(Exercise requirements):
Take every line containing "about" out of the records.
:: Task input
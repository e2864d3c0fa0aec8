//! CLI command bodies

pub mod clean;
pub mod generate;
pub mod list;
pub mod provision;
//! URL helper functions

use crate::config::SiteConfig;

/// Whether a link leaves the site
pub fn is_external(href: &str) -> bool {
    href.starts_with("http://")
        || href.starts_with("https://")
        || href.starts_with("//")
        || href.starts_with("mailto:")
        || href.starts_with("tel:")
}

/// Generate a URL with the root path. External links and fragments pass through.
///
/// # Examples
/// ```ignore
/// url_for(&config, "/products/cash-loan/") // -> "/site/products/cash-loan/"
/// ```
pub fn url_for(config: &SiteConfig, path: &str) -> String {
    if is_external(path) || path.starts_with('#') {
        return path.to_string();
    }

    let root = config.root.trim_end_matches('/');
    let path = path.trim_start_matches('/');

    if path.is_empty() {
        format!("{}/", root)
    } else {
        format!("{}/{}", root, path)
    }
}

/// Generate a full URL including the domain
///
/// # Examples
/// ```ignore
/// full_url_for(&config, "/about-us/") // -> "https://example.com/about-us/"
/// ```
pub fn full_url_for(config: &SiteConfig, path: &str) -> String {
    if is_external(path) {
        return path.to_string();
    }
    let base = config.url.trim_end_matches('/');
    format!("{}{}", base, url_for(config, path))
}

#[cfg(test)]
mod tests {
    use super::*;

    fn test_config() -> SiteConfig {
        let mut config = SiteConfig::default();
        config.url = "https://example.com/".to_string();
        config.root = "/site/".to_string();
        config
    }

    #[test]
    fn test_url_for() {
        let config = test_config();
        assert_eq!(url_for(&config, "/css/style.css"), "/site/css/style.css");
        assert_eq!(url_for(&config, "about-us/"), "/site/about-us/");
        assert_eq!(url_for(&config, ""), "/site/");
        assert_eq!(url_for(&config, "https://x.example/"), "https://x.example/");
        assert_eq!(url_for(&config, "#apply"), "#apply");
    }

    #[test]
    fn test_full_url_for() {
        let config = test_config();
        assert_eq!(
            full_url_for(&config, "/about-us/"),
            "https://example.com/site/about-us/"
        );
    }

    #[test]
    fn test_is_external() {
        assert!(is_external("tel:+911234"));
        assert!(!is_external("/products/"));
    }
}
::::
(Written response):
/// full_url_for(&config, "/about-us/") // -> "https://example.com/about-us/"
        assert_eq!(url_for(&config, "about-us/"), "/site/about-us/");
            full_url_for(&config, "/about-us/"),
            "https://example.com/site/about-us/"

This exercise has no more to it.